=== YOUR OBJECTIVE ===
Go through the records below and copy out every line that contains the word "retrying".

Stored data:
══════════
//! Pipeline configuration, deserialized from TOML.
//!
//! Every field has a serde default so a partial (or empty) file is
//! valid. The assumed spatial reference for layers that declare none is
//! an explicit field here rather than a fallback inside projection code.

use serde::{Deserialize, Serialize};

/// Statute mile in metres.
pub const METERS_PER_MILE: f64 = 1609.344;

/// Reference assumed for layers without one: GeoJSON's WGS 84.
pub const DEFAULT_CRS: &str = "EPSG:4326";

/// Projection used for buffering and joining.
pub const DEFAULT_WORKING_CRS: &str = "EPSG:3857";

/// One entry in the prioritized income field candidate list.
#[derive(Debug, Clone, PartialEq, Eq, Serialize, Deserialize)]
#[serde(tag = "type", rename_all = "snake_case")]
pub enum FieldCandidate {
    /// Case-insensitive equality with `name`.
    Exact {
        /// Attribute name to match.
        name: String,
    },
    /// Every fragment appears as a case-insensitive substring and the
    /// name is not a margin-of-error column.
    Contains {
        /// Required substrings.
        fragments: Vec<String>,
    },
}

impl FieldCandidate {
    /// Convenience constructor for [`FieldCandidate::Exact`].
    #[must_use]
    pub fn exact(name: &str) -> Self {
        Self::Exact {
            name: name.to_string(),
        }
    }

    /// Convenience constructor for [`FieldCandidate::Contains`].
    #[must_use]
    pub fn contains(fragments: &[&str]) -> Self {
        Self::Contains {
            fragments: fragments.iter().map(|s| (*s).to_string()).collect(),
        }
    }

    /// Returns `true` if `attribute` satisfies this candidate.
    #[must_use]
    pub fn matches(&self, attribute: &str) -> bool {
        match self {
            Self::Exact { name } => attribute.eq_ignore_ascii_case(name),
            Self::Contains { fragments } => {
                let lower = attribute.to_ascii_lowercase();
                !fragments.is_empty()
                    && fragments
                        .iter()
                        .all(|f| lower.contains(&f.to_ascii_lowercase()))
                    && !is_margin_of_error(&lower)
            }
        }
    }
}

/// Returns `true` for ACS margin-of-error column names: anything
/// mentioning `moe` or `margin`, and variable codes ending in `_NNNM`
/// (e.g. `B19013_001M`). Expects a lowercased name.
fn is_margin_of_error(lower: &str) -> bool {
    if lower.contains("moe") || lower.contains("margin") {
        return true;
    }
    match lower.as_bytes() {
        [.., b'_', d1, d2, d3, b'm'] => [d1, d2, d3].iter().all(|d| d.is_ascii_digit()),
        _ => false,
    }
}

impl std::fmt::Display for FieldCandidate {
    fn fmt(&self, f: &mut std::fmt::Formatter<'_>) -> std::fmt::Result {
        match self {
            Self::Exact { name } => write!(f, "={name}"),
            Self::Contains { fragments } => write!(f, "~{}", fragments.join("+")),
        }
    }
}

/// ACS median household income naming conventions, highest priority first.
#[must_use]
pub fn default_field_candidates() -> Vec<FieldCandidate> {
    vec![
        FieldCandidate::exact("B19013_001E"),
        FieldCandidate::exact("MEDIAN_HOUSEHOLD_INCOME"),
        FieldCandidate::exact("B19053_001E"),
        FieldCandidate::contains(&["median", "income"]),
        FieldCandidate::contains(&["b19013"]),
    ]
}

/// Tunable parameters of one enrichment run.
#[derive(Debug, Clone, PartialEq, Serialize, Deserialize)]
#[serde(default)]
pub struct EnrichConfig {
    /// Buffer radius in statute miles.
    pub buffer_radius_miles: f64,
    /// Minimum aggregate income for a store to qualify.
    pub income_threshold: f64,
    /// Income attribute candidates, checked in order.
    pub income_field_candidates: Vec<FieldCandidate>,
    /// Reference assigned to layers that declare none. Empty disables
    /// the assumption.
    pub default_crs: Option<String>,
    /// Projected reference used for buffering and joining.
    pub working_crs: String,
    /// Vertices in each buffer polygon.
    pub buffer_segments: usize,
    /// Store property used as identifier when a feature has no `id`.
    pub store_id_field: String,
}

impl Default for EnrichConfig {
    fn default() -> Self {
        Self {
            buffer_radius_miles: 3.0,
            income_threshold: 100_000.0,
            income_field_candidates: default_field_candidates(),
            default_crs: Some(DEFAULT_CRS.to_string()),
            working_crs: DEFAULT_WORKING_CRS.to_string(),
            buffer_segments: 64,
            store_id_field: "id".to_string(),
        }
    }
}

impl EnrichConfig {
    /// Assumed reference for undeclared layers, if enabled.
    #[must_use]
    pub fn default_crs(&self) -> Option<&str> {
        self.default_crs
            .as_deref()
            .map(str::trim)
            .filter(|s| !s.is_empty())
    }

    /// Buffer radius in metres.
    #[must_use]
    pub fn buffer_radius_meters(&self) -> f64 {
        self.buffer_radius_miles * METERS_PER_MILE
    }

    /// Checks value ranges, returning a description of the first problem.
    ///
    /// # Errors
    ///
    /// Returns a message if the radius is not positive and finite, the
    /// threshold is not finite, fewer than 8 segments are requested, or
    /// the candidate list is empty.
    pub fn validate(&self) -> Result<(), String> {
        if !(self.buffer_radius_miles.is_finite() && self.buffer_radius_miles > 0.0) {
            return Err(format!(
                "buffer_radius_miles must be positive, got {}",
                self.buffer_radius_miles
            ));
        }
        if !self.income_threshold.is_finite() {
            return Err(format!(
                "income_threshold must be finite, got {}",
                self.income_threshold
            ));
        }
        if self.buffer_segments < 8 {
            return Err(format!(
                "buffer_segments must be at least 8, got {}",
                self.buffer_segments
            ));
        }
        if self.income_field_candidates.is_empty() {
            return Err("income_field_candidates must not be empty".to_string());
        }
        Ok(())
    }
}

#[cfg(test)]
mod tests {
    use super::*;

    #[test]
    fn defaults() {
        let config = EnrichConfig::default();
        assert!((config.buffer_radius_miles - 3.0).abs() < f64::EPSILON);
        assert!((config.income_threshold - 100_000.0).abs() < f64::EPSILON);
        assert_eq!(config.default_crs(), Some("EPSG:4326"));
        assert!((config.buffer_radius_meters() - 4828.032).abs() < 1e-9);
        assert!(config.validate().is_ok());
    }

    #[test]
    fn empty_default_crs_disables_assumption() {
        let config = EnrichConfig {
            default_crs: Some("  ".to_string()),
            ..EnrichConfig::default()
        };
        assert_eq!(config.default_crs(), None);
    }

    #[test]
    fn partial_toml_keeps_defaults() {
        let config: EnrichConfig = toml::from_str(
            r#"
            income_threshold = 85000.0

            [[income_field_candidates]]
            type = "exact"
            name = "MHI"

            [[income_field_candidates]]
            type = "contains"
            fragments = ["household", "income"]
            "#,
        )
        .unwrap();

        assert!((config.income_threshold - 85_000.0).abs() < f64::EPSILON);
        assert!((config.buffer_radius_miles - 3.0).abs() < f64::EPSILON);
        assert_eq!(config.working_crs, DEFAULT_WORKING_CRS);
        assert_eq!(
            config.income_field_candidates,
            vec![
                FieldCandidate::exact("MHI"),
                FieldCandidate::contains(&["household", "income"]),
            ]
        );
    }

    #[test]
    fn validate_rejects_bad_values() {
        let bad = [
            EnrichConfig {
                buffer_radius_miles: 0.0,
                ..EnrichConfig::default()
            },
            EnrichConfig {
                buffer_radius_miles: f64::NAN,
                ..EnrichConfig::default()
            },
            EnrichConfig {
                income_threshold: f64::INFINITY,
                ..EnrichConfig::default()
            },
            EnrichConfig {
                buffer_segments: 4,
                ..EnrichConfig::default()
            },
            EnrichConfig {
                income_field_candidates: Vec::new(),
                ..EnrichConfig::default()
            },
        ];
        for config in &bad {
            assert!(config.validate().is_err(), "accepted {config:?}");
        }
    }

    #[test]
    fn candidate_matching() {
        let exact = FieldCandidate::exact("B19013_001E");
        assert!(exact.matches("b19013_001e"));
        assert!(!exact.matches("B19013_001EX"));

        let contains = FieldCandidate::contains(&["median", "income"]);
        assert!(contains.matches("B19013_median_income_est"));
        assert!(contains.matches("MedianHouseholdIncome"));
        assert!(!contains.matches("median_age"));
        assert!(!contains.matches("median_income_moe"));
        assert!(!contains.matches("MedianIncomeMargin"));

        let code = FieldCandidate::contains(&["b19013"]);
        assert!(code.matches("B19013_001E"));
        assert!(!code.matches("B19013_001M"));
        assert!(!code.matches("b19013_001m"));
        assert!(FieldCandidate::exact("B19013_001M").matches("B19013_001M"));

        assert!(!FieldCandidate::Contains { fragments: vec![] }.matches("anything"));
    }
}
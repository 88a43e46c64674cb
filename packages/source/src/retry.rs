//! HTTP retry helpers for transient errors.
//!
//! Fetchers go through [`send_json`] instead of calling
//! `reqwest::RequestBuilder::send()` directly, so every census request
//! gets exponential backoff on timeouts, connection resets, server
//! errors, and rate limiting.
//!
//! ```ignore
//! let body = retry::send_json(|| client.get(&url)).await?;
//! ```

use std::time::Duration;

use crate::SourceError;

/// Maximum number of retry attempts for transient HTTP errors.
///
/// With exponential backoff (2s, 4s, 8s, 16s, 32s) the total wait
/// before giving up is 62 seconds.
const MAX_RETRIES: u32 = 5;

/// Maximum number of full re-fetch attempts when the response body
/// cannot be decoded (truncated JSON, garbled response).
const MAX_BODY_RETRIES: u32 = 3;

/// Maximum length of the response body preview included in error logs.
const BODY_PREVIEW_LEN: usize = 500;

/// What to do with a response of a given status.
#[derive(Debug, Clone, Copy, PartialEq, Eq)]
enum StatusAction {
    Accept,
    Retry,
    Fail,
}

/// Classifies a status code: 429 and 5xx are retried, other 4xx are
/// permanent.
fn classify(status: reqwest::StatusCode) -> StatusAction {
    if status == reqwest::StatusCode::TOO_MANY_REQUESTS || status.is_server_error() {
        StatusAction::Retry
    } else if status.is_client_error() {
        StatusAction::Fail
    } else {
        StatusAction::Accept
    }
}

/// Sends an HTTP request and parses the response body as JSON.
///
/// The `build_request` closure is called on each attempt to construct a
/// fresh [`reqwest::RequestBuilder`], since builders are consumed by
/// `.send()`.
///
/// If the response arrives but its body is not valid JSON, the whole
/// request is re-fetched up to [`MAX_BODY_RETRIES`] times, each going
/// through the connection-level retry loop again.
///
/// # Errors
///
/// Returns [`SourceError`] if the request fails after all retries, the
/// server returns a non-retryable status code, or the body cannot be
/// parsed as JSON.
#[allow(clippy::future_not_send)]
pub async fn send_json<F>(build_request: F) -> Result<serde_json::Value, SourceError>
where
    F: Fn() -> reqwest::RequestBuilder,
{
    let mut body_attempt = 0;
    loop {
        let response = send_inner(&build_request, MAX_RETRIES).await?;
        let url = response.url().to_string();
        let status = response.status();

        let outcome = match response.text().await {
            Ok(text) => serde_json::from_str(&text).map_err(|e| {
                let preview: String = text.chars().take(BODY_PREVIEW_LEN).collect();
                log::warn!(
                    "JSON parse failed for {url} (status {status}, {} bytes): {e}\n  \
                     body preview: {preview}",
                    text.len()
                );
                SourceError::Json(e)
            }),
            Err(e) => {
                log::warn!("Response body read failed for {url} (status {status}): {e}");
                Err(SourceError::Http(e))
            }
        };

        match outcome {
            Ok(value) => return Ok(value),
            Err(_) if body_attempt < MAX_BODY_RETRIES => {
                body_attempt += 1;
                let delay = Duration::from_secs(1u64 << body_attempt);
                log::warn!("  body retry {body_attempt}/{MAX_BODY_RETRIES} in {delay:?}...");
                tokio::time::sleep(delay).await;
            }
            Err(e) => {
                log::error!("Giving up on {url} after {MAX_BODY_RETRIES} body retries");
                return Err(e);
            }
        }
    }
}

/// Core retry loop.
///
/// Sends the request built by `build_request`, retrying on transient
/// errors up to `max_retries` times with exponential backoff. Returns
/// the successful [`reqwest::Response`].
#[allow(clippy::future_not_send)]
async fn send_inner<F>(
    build_request: &F,
    max_retries: u32,
) -> Result<reqwest::Response, SourceError>
where
    F: Fn() -> reqwest::RequestBuilder,
{
    let mut attempt = 0;
    loop {
        if attempt > 0 {
            let delay = Duration::from_secs(1u64 << attempt);
            log::warn!("  retry {attempt}/{max_retries} in {delay:?}...");
            tokio::time::sleep(delay).await;
        }

        match build_request().send().await {
            Err(e) => {
                if is_transient(&e) && attempt < max_retries {
                    log::warn!("  transient error: {e}");
                    attempt += 1;
                    continue;
                }
                return Err(SourceError::Http(e));
            }
            Ok(response) => {
                let status = response.status();
                match classify(status) {
                    StatusAction::Accept => return Ok(response),
                    StatusAction::Retry if attempt < max_retries => {
                        log::warn!("  HTTP {status}");
                        attempt += 1;
                    }
                    StatusAction::Retry => {
                        return Err(SourceError::Service {
                            message: format!("HTTP {status} after {max_retries} retries"),
                        });
                    }
                    StatusAction::Fail => {
                        return Err(SourceError::Service {
                            message: format!("HTTP {status}"),
                        });
                    }
                }
            }
        }
    }
}

/// Returns `true` if the error is likely transient and worth retrying.
fn is_transient(e: &reqwest::Error) -> bool {
    e.is_timeout() || e.is_connect() || e.is_body() || e.is_decode() || e.is_request()
}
══════════
=== ANSWER TO THE EXERCISE ===
/// Sends the request built by `build_request`, retrying on transient
/// Returns `true` if the error is likely transient and worth retrying.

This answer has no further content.